Records excerpted from a collection:

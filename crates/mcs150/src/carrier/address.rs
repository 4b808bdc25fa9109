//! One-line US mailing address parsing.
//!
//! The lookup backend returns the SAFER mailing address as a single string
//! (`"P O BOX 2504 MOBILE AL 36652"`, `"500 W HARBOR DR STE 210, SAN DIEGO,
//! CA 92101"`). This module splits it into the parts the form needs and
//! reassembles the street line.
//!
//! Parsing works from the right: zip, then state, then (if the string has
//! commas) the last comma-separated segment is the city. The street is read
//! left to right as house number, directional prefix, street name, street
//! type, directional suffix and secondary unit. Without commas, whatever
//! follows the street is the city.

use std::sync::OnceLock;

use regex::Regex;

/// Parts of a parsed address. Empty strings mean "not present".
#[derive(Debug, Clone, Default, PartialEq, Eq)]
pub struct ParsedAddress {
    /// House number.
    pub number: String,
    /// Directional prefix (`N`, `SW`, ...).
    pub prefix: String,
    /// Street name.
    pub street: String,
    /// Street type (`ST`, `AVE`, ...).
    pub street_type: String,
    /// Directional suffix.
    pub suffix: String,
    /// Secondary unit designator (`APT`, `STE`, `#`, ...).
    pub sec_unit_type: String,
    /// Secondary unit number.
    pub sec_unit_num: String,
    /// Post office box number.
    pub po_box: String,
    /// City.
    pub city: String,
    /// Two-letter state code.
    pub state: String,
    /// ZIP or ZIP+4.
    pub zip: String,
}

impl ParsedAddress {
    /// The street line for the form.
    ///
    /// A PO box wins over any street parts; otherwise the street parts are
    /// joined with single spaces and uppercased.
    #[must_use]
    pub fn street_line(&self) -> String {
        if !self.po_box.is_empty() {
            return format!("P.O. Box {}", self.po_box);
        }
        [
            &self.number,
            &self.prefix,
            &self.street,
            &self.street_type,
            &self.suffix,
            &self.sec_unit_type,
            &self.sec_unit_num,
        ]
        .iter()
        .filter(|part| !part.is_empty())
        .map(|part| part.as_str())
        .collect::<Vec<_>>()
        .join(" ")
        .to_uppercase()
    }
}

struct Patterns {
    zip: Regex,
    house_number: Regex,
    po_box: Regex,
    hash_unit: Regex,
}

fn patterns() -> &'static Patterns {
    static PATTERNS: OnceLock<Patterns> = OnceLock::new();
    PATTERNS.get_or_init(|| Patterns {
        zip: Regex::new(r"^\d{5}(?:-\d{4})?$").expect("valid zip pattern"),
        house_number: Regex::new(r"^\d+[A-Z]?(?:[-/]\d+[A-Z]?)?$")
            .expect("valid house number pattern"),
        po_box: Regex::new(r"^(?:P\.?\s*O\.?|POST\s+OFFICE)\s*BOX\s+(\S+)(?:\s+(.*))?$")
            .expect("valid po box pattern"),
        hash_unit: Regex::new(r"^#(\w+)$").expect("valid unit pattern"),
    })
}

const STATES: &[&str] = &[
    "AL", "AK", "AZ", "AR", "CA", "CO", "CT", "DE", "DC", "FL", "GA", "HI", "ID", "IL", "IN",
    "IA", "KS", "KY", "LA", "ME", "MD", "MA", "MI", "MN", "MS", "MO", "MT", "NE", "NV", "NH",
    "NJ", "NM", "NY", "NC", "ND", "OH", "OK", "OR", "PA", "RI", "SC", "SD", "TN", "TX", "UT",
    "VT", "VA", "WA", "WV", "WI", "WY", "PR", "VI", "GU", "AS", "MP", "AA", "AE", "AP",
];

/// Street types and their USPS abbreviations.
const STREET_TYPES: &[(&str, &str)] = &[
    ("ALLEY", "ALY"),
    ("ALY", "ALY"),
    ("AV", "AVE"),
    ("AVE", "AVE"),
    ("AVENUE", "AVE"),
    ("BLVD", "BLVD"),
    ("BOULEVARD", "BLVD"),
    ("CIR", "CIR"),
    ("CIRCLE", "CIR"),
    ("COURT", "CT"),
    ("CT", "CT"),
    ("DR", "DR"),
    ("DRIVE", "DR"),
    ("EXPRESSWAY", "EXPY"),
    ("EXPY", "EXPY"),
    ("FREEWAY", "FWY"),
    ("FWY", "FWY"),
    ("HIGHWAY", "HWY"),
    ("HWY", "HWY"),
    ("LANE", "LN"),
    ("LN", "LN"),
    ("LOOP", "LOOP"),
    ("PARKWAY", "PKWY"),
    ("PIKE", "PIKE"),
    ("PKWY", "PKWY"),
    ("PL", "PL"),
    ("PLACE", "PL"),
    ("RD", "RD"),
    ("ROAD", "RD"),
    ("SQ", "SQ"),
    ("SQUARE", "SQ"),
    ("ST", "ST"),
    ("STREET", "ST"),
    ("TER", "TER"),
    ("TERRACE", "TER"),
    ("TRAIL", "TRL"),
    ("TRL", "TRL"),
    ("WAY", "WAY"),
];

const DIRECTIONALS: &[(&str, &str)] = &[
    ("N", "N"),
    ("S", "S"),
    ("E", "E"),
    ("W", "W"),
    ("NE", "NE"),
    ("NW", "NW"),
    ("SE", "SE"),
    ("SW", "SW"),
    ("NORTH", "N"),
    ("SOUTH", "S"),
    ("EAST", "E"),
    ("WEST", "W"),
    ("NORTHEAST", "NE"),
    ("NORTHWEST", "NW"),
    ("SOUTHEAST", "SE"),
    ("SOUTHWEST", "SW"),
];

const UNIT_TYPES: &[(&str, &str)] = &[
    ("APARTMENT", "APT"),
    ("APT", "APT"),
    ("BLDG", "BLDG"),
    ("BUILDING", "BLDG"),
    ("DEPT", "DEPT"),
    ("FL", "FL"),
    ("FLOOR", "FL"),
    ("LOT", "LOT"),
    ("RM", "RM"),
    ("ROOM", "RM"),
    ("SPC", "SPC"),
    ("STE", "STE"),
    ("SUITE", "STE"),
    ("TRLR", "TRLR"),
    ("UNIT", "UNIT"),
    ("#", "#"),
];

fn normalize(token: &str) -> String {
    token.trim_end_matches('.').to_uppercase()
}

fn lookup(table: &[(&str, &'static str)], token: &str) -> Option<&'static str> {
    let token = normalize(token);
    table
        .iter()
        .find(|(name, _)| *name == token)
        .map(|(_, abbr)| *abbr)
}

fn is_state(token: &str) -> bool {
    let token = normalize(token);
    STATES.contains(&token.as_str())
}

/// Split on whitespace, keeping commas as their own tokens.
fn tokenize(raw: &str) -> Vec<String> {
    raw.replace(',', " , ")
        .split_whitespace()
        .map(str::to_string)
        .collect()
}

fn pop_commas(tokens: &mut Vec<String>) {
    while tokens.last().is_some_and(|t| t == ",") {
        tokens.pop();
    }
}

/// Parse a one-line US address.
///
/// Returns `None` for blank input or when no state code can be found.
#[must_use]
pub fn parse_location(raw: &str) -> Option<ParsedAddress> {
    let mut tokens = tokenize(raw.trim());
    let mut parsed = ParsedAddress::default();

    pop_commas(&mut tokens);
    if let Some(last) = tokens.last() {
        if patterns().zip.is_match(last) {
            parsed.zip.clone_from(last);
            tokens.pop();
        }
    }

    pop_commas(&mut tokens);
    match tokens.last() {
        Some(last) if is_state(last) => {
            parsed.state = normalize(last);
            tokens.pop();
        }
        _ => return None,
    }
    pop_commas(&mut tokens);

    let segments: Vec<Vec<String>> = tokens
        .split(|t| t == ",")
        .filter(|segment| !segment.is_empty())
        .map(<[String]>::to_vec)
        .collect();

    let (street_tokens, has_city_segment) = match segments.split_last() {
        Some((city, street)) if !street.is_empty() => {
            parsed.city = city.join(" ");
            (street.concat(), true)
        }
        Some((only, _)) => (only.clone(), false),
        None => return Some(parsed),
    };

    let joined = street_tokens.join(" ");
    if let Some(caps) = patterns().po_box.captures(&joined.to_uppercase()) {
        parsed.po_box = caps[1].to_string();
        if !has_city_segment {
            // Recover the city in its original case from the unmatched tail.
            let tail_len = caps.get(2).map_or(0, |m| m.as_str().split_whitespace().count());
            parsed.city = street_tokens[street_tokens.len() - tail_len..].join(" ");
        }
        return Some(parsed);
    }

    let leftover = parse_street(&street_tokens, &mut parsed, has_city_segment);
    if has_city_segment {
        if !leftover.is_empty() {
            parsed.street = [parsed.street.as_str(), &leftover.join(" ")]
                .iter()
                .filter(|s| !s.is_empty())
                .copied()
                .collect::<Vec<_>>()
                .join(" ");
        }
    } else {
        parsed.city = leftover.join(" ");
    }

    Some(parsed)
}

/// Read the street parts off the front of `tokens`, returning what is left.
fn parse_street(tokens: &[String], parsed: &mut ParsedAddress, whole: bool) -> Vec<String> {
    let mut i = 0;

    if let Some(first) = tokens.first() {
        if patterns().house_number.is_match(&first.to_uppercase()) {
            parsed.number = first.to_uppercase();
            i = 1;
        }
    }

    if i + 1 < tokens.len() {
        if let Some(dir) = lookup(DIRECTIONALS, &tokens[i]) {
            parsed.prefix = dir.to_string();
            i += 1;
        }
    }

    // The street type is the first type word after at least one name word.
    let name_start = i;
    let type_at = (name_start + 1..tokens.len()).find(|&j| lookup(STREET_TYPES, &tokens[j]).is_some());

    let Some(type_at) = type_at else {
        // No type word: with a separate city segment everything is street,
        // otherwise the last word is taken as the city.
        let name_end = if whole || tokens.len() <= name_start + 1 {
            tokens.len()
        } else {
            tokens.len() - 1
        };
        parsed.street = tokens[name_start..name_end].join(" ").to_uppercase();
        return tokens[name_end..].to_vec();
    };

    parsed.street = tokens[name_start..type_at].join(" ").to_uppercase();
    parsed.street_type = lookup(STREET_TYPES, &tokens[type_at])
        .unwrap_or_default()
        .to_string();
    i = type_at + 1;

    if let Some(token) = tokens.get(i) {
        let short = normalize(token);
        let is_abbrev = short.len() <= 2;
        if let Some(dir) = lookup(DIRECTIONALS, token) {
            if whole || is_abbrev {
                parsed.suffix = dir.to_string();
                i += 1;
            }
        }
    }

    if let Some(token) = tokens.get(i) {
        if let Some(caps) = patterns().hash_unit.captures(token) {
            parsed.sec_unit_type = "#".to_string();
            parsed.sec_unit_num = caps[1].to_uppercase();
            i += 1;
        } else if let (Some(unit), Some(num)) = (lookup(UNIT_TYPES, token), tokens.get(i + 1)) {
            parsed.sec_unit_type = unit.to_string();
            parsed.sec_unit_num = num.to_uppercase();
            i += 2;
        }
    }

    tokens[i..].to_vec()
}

==

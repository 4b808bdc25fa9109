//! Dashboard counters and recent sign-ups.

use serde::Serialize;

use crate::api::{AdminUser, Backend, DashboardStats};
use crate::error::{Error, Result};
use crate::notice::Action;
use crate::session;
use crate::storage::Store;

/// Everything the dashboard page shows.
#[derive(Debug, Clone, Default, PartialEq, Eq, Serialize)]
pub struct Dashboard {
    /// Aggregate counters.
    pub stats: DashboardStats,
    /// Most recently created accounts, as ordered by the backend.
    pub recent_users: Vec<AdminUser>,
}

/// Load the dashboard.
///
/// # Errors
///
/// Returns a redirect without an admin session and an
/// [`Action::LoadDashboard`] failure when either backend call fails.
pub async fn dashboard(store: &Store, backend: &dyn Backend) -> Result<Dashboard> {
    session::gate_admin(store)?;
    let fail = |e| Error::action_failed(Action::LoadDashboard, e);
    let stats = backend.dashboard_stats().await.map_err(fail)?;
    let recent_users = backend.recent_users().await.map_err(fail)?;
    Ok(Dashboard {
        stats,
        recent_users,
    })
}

---

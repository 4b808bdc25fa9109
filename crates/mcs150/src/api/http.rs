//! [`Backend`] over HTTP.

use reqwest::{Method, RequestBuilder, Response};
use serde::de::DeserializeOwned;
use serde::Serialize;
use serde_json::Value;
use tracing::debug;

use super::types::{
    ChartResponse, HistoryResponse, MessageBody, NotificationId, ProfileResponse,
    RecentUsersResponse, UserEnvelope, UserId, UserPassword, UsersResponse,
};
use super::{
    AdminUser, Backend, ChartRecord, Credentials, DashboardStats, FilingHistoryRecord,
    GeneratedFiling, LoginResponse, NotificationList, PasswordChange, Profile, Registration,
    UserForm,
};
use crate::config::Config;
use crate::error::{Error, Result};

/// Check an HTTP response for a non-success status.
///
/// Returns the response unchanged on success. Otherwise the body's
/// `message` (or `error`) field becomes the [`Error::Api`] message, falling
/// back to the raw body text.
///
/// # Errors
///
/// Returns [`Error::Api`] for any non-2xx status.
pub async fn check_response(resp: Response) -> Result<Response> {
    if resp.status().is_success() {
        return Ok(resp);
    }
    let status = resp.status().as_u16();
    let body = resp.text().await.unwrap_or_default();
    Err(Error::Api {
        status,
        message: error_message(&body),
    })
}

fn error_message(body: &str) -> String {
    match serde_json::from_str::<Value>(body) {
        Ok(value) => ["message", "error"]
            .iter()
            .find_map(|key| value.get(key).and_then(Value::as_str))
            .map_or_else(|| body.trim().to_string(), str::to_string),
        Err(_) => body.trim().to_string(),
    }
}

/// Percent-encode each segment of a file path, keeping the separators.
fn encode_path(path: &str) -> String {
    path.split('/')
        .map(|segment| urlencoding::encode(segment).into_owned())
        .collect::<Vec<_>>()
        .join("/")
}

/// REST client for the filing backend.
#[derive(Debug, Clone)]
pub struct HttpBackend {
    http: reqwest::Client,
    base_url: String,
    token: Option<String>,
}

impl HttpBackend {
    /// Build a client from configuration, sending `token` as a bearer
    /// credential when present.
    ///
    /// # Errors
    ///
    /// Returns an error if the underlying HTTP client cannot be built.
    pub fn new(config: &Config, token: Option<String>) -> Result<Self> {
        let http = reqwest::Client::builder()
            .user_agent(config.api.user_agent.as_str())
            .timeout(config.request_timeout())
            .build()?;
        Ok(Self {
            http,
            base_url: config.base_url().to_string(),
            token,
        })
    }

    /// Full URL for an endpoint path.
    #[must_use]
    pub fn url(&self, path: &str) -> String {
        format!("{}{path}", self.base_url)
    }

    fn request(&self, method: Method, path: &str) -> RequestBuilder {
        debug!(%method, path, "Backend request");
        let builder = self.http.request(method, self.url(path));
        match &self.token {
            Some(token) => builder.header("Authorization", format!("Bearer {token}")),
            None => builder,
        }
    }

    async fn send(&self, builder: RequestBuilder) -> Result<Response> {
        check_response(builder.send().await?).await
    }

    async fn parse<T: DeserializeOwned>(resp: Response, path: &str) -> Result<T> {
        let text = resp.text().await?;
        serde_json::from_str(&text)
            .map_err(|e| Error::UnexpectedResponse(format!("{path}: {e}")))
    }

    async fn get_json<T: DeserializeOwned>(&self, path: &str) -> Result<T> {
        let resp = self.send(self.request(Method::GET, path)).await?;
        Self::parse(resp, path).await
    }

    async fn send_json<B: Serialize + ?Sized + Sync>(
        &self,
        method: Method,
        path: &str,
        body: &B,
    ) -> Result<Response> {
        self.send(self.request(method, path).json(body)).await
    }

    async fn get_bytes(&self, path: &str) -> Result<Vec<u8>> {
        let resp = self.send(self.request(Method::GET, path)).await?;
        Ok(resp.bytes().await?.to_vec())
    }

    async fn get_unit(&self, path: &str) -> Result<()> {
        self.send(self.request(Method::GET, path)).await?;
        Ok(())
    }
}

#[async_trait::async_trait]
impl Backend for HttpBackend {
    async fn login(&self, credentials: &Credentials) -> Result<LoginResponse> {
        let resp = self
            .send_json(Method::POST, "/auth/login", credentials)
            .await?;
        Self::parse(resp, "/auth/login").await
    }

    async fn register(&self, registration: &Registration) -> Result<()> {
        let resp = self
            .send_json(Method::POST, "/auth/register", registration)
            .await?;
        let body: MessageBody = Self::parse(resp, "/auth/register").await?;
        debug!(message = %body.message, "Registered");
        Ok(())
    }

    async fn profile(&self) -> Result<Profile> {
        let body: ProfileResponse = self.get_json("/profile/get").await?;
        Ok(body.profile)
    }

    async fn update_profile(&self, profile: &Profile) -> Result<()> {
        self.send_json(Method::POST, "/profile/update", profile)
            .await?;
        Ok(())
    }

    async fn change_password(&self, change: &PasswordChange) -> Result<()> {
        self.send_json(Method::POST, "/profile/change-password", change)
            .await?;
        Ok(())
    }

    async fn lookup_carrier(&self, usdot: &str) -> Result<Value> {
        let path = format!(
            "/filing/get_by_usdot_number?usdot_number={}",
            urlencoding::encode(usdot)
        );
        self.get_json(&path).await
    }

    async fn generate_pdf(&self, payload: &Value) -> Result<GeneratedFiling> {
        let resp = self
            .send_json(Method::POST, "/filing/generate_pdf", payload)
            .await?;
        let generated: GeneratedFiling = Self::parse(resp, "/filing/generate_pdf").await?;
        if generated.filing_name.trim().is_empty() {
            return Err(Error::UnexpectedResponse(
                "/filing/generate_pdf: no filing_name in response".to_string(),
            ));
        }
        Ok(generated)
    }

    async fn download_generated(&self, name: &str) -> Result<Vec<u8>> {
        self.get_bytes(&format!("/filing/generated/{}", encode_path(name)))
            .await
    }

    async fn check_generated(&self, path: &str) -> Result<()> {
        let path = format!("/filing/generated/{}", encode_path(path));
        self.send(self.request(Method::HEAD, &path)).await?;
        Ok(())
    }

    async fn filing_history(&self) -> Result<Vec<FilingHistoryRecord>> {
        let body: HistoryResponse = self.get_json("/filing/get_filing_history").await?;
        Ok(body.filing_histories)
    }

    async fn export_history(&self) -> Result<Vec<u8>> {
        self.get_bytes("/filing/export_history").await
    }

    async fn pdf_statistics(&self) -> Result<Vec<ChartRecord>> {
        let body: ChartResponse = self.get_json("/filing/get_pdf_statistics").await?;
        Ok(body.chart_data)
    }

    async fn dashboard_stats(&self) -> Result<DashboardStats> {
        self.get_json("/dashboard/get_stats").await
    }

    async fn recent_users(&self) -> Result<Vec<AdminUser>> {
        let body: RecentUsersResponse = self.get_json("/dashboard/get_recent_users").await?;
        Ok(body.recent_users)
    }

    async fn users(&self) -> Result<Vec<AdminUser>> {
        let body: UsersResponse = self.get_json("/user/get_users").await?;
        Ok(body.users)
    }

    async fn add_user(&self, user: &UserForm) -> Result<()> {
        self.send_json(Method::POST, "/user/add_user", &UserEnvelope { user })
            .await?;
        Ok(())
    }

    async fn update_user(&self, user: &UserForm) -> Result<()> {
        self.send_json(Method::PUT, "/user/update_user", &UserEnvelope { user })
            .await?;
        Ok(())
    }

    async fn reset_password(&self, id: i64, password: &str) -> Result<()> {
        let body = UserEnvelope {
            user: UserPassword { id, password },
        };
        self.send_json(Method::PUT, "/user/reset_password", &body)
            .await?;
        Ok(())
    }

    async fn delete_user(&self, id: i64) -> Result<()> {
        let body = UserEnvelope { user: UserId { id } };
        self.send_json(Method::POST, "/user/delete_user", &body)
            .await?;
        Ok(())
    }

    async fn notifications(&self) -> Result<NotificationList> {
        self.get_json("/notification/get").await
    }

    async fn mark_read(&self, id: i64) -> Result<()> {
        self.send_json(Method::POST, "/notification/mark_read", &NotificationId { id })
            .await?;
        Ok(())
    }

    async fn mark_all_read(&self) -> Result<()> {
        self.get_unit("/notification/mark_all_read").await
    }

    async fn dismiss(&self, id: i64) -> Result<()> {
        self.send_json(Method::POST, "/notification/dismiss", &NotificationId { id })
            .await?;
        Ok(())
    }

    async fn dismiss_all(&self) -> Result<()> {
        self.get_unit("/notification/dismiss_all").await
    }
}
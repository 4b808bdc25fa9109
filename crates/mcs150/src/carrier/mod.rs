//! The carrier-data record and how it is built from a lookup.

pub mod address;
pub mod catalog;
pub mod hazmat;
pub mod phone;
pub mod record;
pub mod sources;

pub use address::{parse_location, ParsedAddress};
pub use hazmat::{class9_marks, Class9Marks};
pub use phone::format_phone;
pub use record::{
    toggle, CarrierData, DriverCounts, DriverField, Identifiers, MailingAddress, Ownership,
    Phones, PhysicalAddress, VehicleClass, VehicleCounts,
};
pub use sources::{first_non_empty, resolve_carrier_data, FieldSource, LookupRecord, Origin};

> [Task to complete]: Copy out only the lines above from the one with "filename crates/mcs150/src/carrier/address.rs" to the one with "a single string", inclusive, exactly as they stand.

> [Response to the exercise]:
filename crates/mcs150/src/carrier/address.rs
repository 4b808bdc25fa9109
//! One-line US mailing address parsing.
//!
//! The lookup backend returns the SAFER mailing address as a single string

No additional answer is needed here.